Das dürfte nicht einfach werden, denn schon der Dezember zeigte, wie schwer es für die Fernfahrer ist, eine Bewegung unter so schwierigen Bedingungen am Leben zu halten: Viele Fernfahrer waren wie geplant in den Streik gegangen. Doch es entwickelte sich nicht zu einem Phänomen, das größere Massen mitreißen konnte wie noch im Frühjahr oder im Herbst 2015, als sie schon einmal regelrecht für Aufruhr im ganzen Land gesorgt hatten. Diesmal gab es deutlich weniger Resonanz.
Doch warum gehen Behörden plötzlich überhaupt gegen ihre Transportvereinigung vor? Es ist seit gut zwei Jahren so, dass es vermehrt Sozialproteste in Russland gibt. Soziologen dokumentieren das regelmäßig. Vielfach sind die Aktionen demnach durch die wirtschaftlichen Turbulenzen sowie Ölpreis- und Rubelverfall katalysiert.
Es demonstrieren Arbeiter, die mit ihren Gehältern hingehalten werden, Bankkunden beschweren sich lautstark, weil sie ihr Geld nicht wiedersehen, betrogene Wohnungseigentümer gehen wütend auf die Straße, weil sie vorinvestiert haben, ihre Hochhäuser aber nicht fertig gebaut werden. Allesamt kleine, regionale Phänomene, trotzdem auffällig viele. „Sie sind aber ungefährlich für die Staatsmacht“, sagt Ökonomin und Soziologin Natalia Subarewitsch. In dieser Form begannen sich auch zahlreiche Fernfahrer für ihr Anliegen zu organisieren, entwickelten mit ihren Megastreiks allerdings ganz andere, weitreichende Dimensionen.

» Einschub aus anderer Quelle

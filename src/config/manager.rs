//! Configuration layering
// (c) 2024 Ross Younger

use super::Configuration;

use figment::{
    providers::{Env, Format, Serialized, Toml},
    value::Value,
    Figment, Metadata, Profile, Provider,
};
use serde::Deserialize;
use std::{collections::HashSet, fmt::Display, path::Path};
use struct_field_names_as_array::FieldNamesAsSlice;
use tabled::{settings::style::Style, Table, Tabled};

use tracing::trace;

use crate::os::{AbstractPlatform as _, Platform};

/// Prefix of environment variables we read settings from
pub(crate) const ENV_PREFIX: &str = "SSHC_";

// SYSTEM DEFAULTS //////////////////////////////////////////////////////////////////////////////////////////////

/// A `[https://docs.rs/figment/latest/figment/trait.Provider.html](figment::Provider)` that holds
/// our set of fixed system default options
#[derive(Default)]
struct SystemDefault {}

impl SystemDefault {
    const META_NAME: &str = "default";
}

impl Provider for SystemDefault {
    fn metadata(&self) -> Metadata {
        figment::Metadata::named(Self::META_NAME)
    }

    fn data(
        &self,
    ) -> std::result::Result<
        figment::value::Map<figment::Profile, figment::value::Dict>,
        figment::Error,
    > {
        Serialized::defaults(Configuration::default()).data()
    }
}

// CONFIG MANAGER /////////////////////////////////////////////////////////////////////////////////////////////

/// Processes and merges all possible configuration sources.
///
/// Later sources override earlier ones:
/// 1. Hard-wired defaults
/// 1. The user's settings file (`~/.sshc.toml` on Unix)
/// 1. Environment variables prefixed `SSHC_`
/// 1. Anything merged in with [`merge_provider`](Self::merge_provider), typically the command line
#[derive(Debug)]
pub struct Manager {
    /// Configuration data
    data: Figment,
}

fn add_user_config(f: Figment) -> Figment {
    let Some(path) = Platform::user_config_path() else {
        return f;
    };
    if !path.exists() {
        trace!("user configuration file {path:?} not present");
        return f;
    }
    f.merge(Toml::file(path.as_path()))
}

impl Default for Manager {
    /// Initialises this structure fully-empty (for new(), or testing)
    fn default() -> Self {
        Self {
            data: Figment::default(),
        }
    }
}

impl Manager {
    /// Initialises this structure, reading the user settings file and the environment.
    #[must_use]
    pub fn new() -> Self {
        let mut data = Figment::new().merge(SystemDefault::default());
        // N.B. This may leave data in a fused-error state, if a data file isn't parseable.
        data = add_user_config(data);
        data = data.merge(Env::prefixed(ENV_PREFIX));
        Self { data }
    }

    /// Returns the list of settings files we would read.
    ///
    /// This is a function of platform and the current user id.
    #[must_use]
    pub fn config_files() -> Vec<String> {
        Platform::user_config_path()
            .into_iter()
            .map(|p| p.into_os_string().to_string_lossy().into())
            .collect()
    }

    /// Testing/internal constructor, does not read files or the environment
    #[must_use]
    pub(crate) fn without_files() -> Self {
        let data = Figment::new().merge(SystemDefault::default());
        Self { data }
    }

    /// Merges in a data set, which is some sort of [figment::Provider](https://docs.rs/figment/latest/figment/trait.Provider.html).
    ///
    /// Within sshc, we use [`crate::util::derive_deftly_template_Optionalify`] to implement Provider for [Configuration].
    pub fn merge_provider<T>(&mut self, provider: T)
    where
        T: Provider,
    {
        let f = std::mem::take(&mut self.data);
        self.data = f.merge(provider); // in the error case, this leaves the provider in a fused state
    }

    /// Merges in a data set from a TOML file
    pub fn merge_toml_file<T>(&mut self, toml: T)
    where
        T: AsRef<Path>,
    {
        let path = toml.as_ref();
        let provider = Toml::file_exact(path);
        self.merge_provider(provider);
    }

    /// Attempts to extract a particular struct from the data.
    ///
    /// Within sshc, `T` is usually [Configuration], but it isn't intrinsically required to be.
    pub fn get<'de, T>(&self) -> anyhow::Result<T, figment::Error>
    where
        T: Deserialize<'de>,
    {
        self.data.extract::<T>()
    }
}

// PRETTY PRINT SUPPORT ///////////////////////////////////////////////////////////////////////////////////////

#[derive(Debug, Tabled)]
struct SettingRow {
    setting: String,
    value: String,
    source: String,
}

/// Human-readable value of a setting
fn value_text(value: &Value) -> String {
    match value {
        Value::String(_, s) => s.clone(),
        Value::Bool(_, b) => b.to_string(),
        Value::Empty(..) => "<empty>".into(),
        other => serde_json::to_string(other).unwrap_or_else(|_| format!("{other:?}")),
    }
}

/// Where a setting came from: a file, or a provider name with the key as that provider spells it
fn source_text(meta: Option<&Metadata>, field: &str) -> String {
    let Some(meta) = meta else {
        return String::new();
    };
    match (&meta.source, meta.name.as_ref()) {
        (Some(source), _) => source.to_string(),
        (None, SystemDefault::META_NAME) => SystemDefault::META_NAME.into(),
        (None, name) => format!("{name} ({})", meta.interpolate(&Profile::Default, &[field])),
    }
}

/// Pretty-printing type wrapper to Manager
#[derive(Debug)]
pub struct DisplayAdapter<'a> {
    /// Data source
    source: &'a Manager,
    /// Whether to warn if unused fields are present
    warn_on_unused: bool,
    /// The fields we want to output, in declaration order
    fields: &'static [&'static str],
}

impl Manager {
    /// Creates a `DisplayAdapter` for this struct with the given options.
    ///
    /// # Returns
    /// An ephemeral structure implementing `Display`.
    #[must_use]
    pub fn to_display_adapter<'de, T>(&self, warn_on_unused: bool) -> DisplayAdapter<'_>
    where
        T: Deserialize<'de> + FieldNamesAsSlice,
    {
        DisplayAdapter {
            source: self,
            warn_on_unused,
            fields: T::FIELD_NAMES_AS_SLICE,
        }
    }
}

impl DisplayAdapter<'_> {
    /// One row per known setting, plus a warning for anything that could not be shown
    fn rows(&self) -> (Vec<SettingRow>, Vec<String>) {
        let figment = &self.source.data;
        let mut warnings = Vec::new();
        let mut rows = Vec::new();
        for field in self.fields {
            match figment.find_value(field) {
                Ok(value) => rows.push(SettingRow {
                    setting: (*field).to_owned(),
                    value: value_text(&value),
                    source: source_text(figment.find_metadata(field), field),
                }),
                Err(e) => warnings.push(format!("error on {field}: {e}")),
            }
        }
        if self.warn_on_unused {
            match figment.data() {
                Ok(data) => {
                    let known: HashSet<&str> = self.fields.iter().copied().collect();
                    let unused = data
                        .values()
                        .flat_map(|dict| dict.keys())
                        .filter(|k| !known.contains(k.as_str()))
                        .collect::<HashSet<_>>();
                    for key in unused {
                        let source = source_text(figment.find_metadata(key), key);
                        warnings.push(format!("unrecognised setting `{key}` in {source}"));
                    }
                }
                // This isn't terribly helpful as it doesn't have metadata attached; BUT attempting to get() a struct does.
                Err(e) => warnings.push(e.to_string()),
            }
        }
        (rows, warnings)
    }
}

impl Display for DisplayAdapter<'_> {
    /// Formats the settings relevant to the chosen struct, with where each value came from.
    ///
    /// Problems are reported on stderr, using CLI styling.
    fn fmt(&self, f: &mut std::fmt::Formatter<'_>) -> std::fmt::Result {
        use crate::cli::styles::WARNING;

        let (rows, warnings) = self.rows();
        for w in warnings {
            anstream::eprintln!("{WARNING}WARNING{WARNING:#}: {w}");
        }
        write!(f, "{}", Table::new(rows).with(Style::sharp()))
    }
}
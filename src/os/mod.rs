//! OS abstraction layer
// (c) 2024 Ross Younger

use std::path::{Path, PathBuf};

use anyhow::Result;

/// General platform abstraction trait.
/// The active implementation is pulled into this module as `Platform`.
///
/// Usage:
/// ```
///    use sshc::os::Platform;
///    use sshc::os::AbstractPlatform as _;
///    println!("{:?}", Platform::user_ssh_config());
/// ```
pub trait AbstractPlatform {
    /// Path to the user ssh config file, the one we manage by default.
    /// On most platforms this will be `${HOME}/.ssh/config`
    /// # Note
    /// This is a _theoretical_ path construction; it does not guarantee that the path actually exists.
    /// # Errors
    /// If the current user's home directory could not be determined
    fn user_ssh_config() -> Result<PathBuf>;

    /// The directory to store user configuration files in.
    ///
    /// On Unix platforms this is the traditional home directory.
    fn user_config_dir() -> Option<PathBuf>;

    /// The absolute path to the user configuration file for this tool, if one is defined on this platform.
    fn user_config_path() -> Option<PathBuf>;

    /// Makes a file readable and writable by its owner only.
    ///
    /// ssh refuses to use a config file that others can write to.
    fn restrict_permissions(path: &Path) -> Result<()>;
}

#[cfg(any(unix, doc))]
mod unix;

#[cfg(any(unix, doc))]
pub use unix::*;

static_assertions::assert_cfg!(unix, "This OS is not yet supported");
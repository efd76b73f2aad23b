// Terminal interaction for the command handlers
// (c) 2024 Ross Younger

use std::{io::Write as _, path::Path};

use dialoguer::Confirm;

/// Everything a command handler needs from the user's terminal
pub(crate) trait Ui {
    /// Writes command output (listings, views) to stdout
    fn print(&mut self, text: &str) -> anyhow::Result<()>;
    /// Reports what was done, e.g. `Deleted host: foo`. Goes to stderr so it never mixes with `--stdout` output.
    fn status(&mut self, message: &str);
    /// Asks a yes/no question
    fn confirm(&mut self, prompt: &str) -> anyhow::Result<bool>;
}

/// The real terminal
#[derive(Debug, Clone, Copy, Default)]
pub(crate) struct Terminal {
    pub(crate) quiet: bool,
}

impl Ui for Terminal {
    fn print(&mut self, text: &str) -> anyhow::Result<()> {
        let mut out = anstream::stdout().lock();
        out.write_all(text.as_bytes())?;
        if !text.ends_with('\n') {
            out.write_all(b"\n")?;
        }
        Ok(())
    }

    fn status(&mut self, message: &str) {
        if !self.quiet {
            anstream::eprintln!("{message}");
        }
    }

    fn confirm(&mut self, prompt: &str) -> anyhow::Result<bool> {
        Ok(Confirm::new().with_prompt(prompt).default(false).interact()?)
    }
}

/// Asks whether a missing ssh config file should be created.
///
/// Without a terminal to ask on, the answer is no.
pub(crate) fn confirm_create(path: &Path) -> bool {
    Confirm::new()
        .with_prompt(format!("{} does not exist. Create it?", path.display()))
        .default(false)
        .interact()
        .unwrap_or(false)
}

/// Records output and answers every question the same way
#[cfg(test)]
#[derive(Debug, Default)]
pub(crate) struct Recorder {
    pub(crate) answer: bool,
    pub(crate) output: String,
    pub(crate) statuses: Vec<String>,
    pub(crate) prompts: Vec<String>,
}

#[cfg(test)]
impl Ui for Recorder {
    fn print(&mut self, text: &str) -> anyhow::Result<()> {
        self.output.push_str(text);
        Ok(())
    }

    fn status(&mut self, message: &str) {
        self.statuses.push(message.to_owned());
    }

    fn confirm(&mut self, prompt: &str) -> anyhow::Result<bool> {
        self.prompts.push(prompt.to_owned());
        Ok(self.answer)
    }
}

Wobei sich aus ihrem ursprünglichen Ziel, ihre wirtschaftliche Not zu lindern, längst knallharte politische Forderungen schälen. Das unterscheidet sie von den kleineren Protesten anderer Gruppen: Sie wollen im großen Maßstab etwas ändern, den Mittelstand stärken, Korruption nicht länger als gegeben hinnehmen. In diesem Licht ist auch die Ambition zur Präsidentschaftskandidatur ihres Mannes Andrej Baschutin zu sehen, der auf der politischen Landkarte Russlands ein Nobody ist und in diesen Tagen um eine Chance im politischen Wettbewerb kämpft. Die Währung, die das Kandidatenfeld zur Präsidentschaftswahl für unbedeutende Anwärter wie ihn bereithält, ist allerdings eine andere. Sie heißt: Aufmerksamkeit. Bisher fühlen sich die Fahrer ungehört.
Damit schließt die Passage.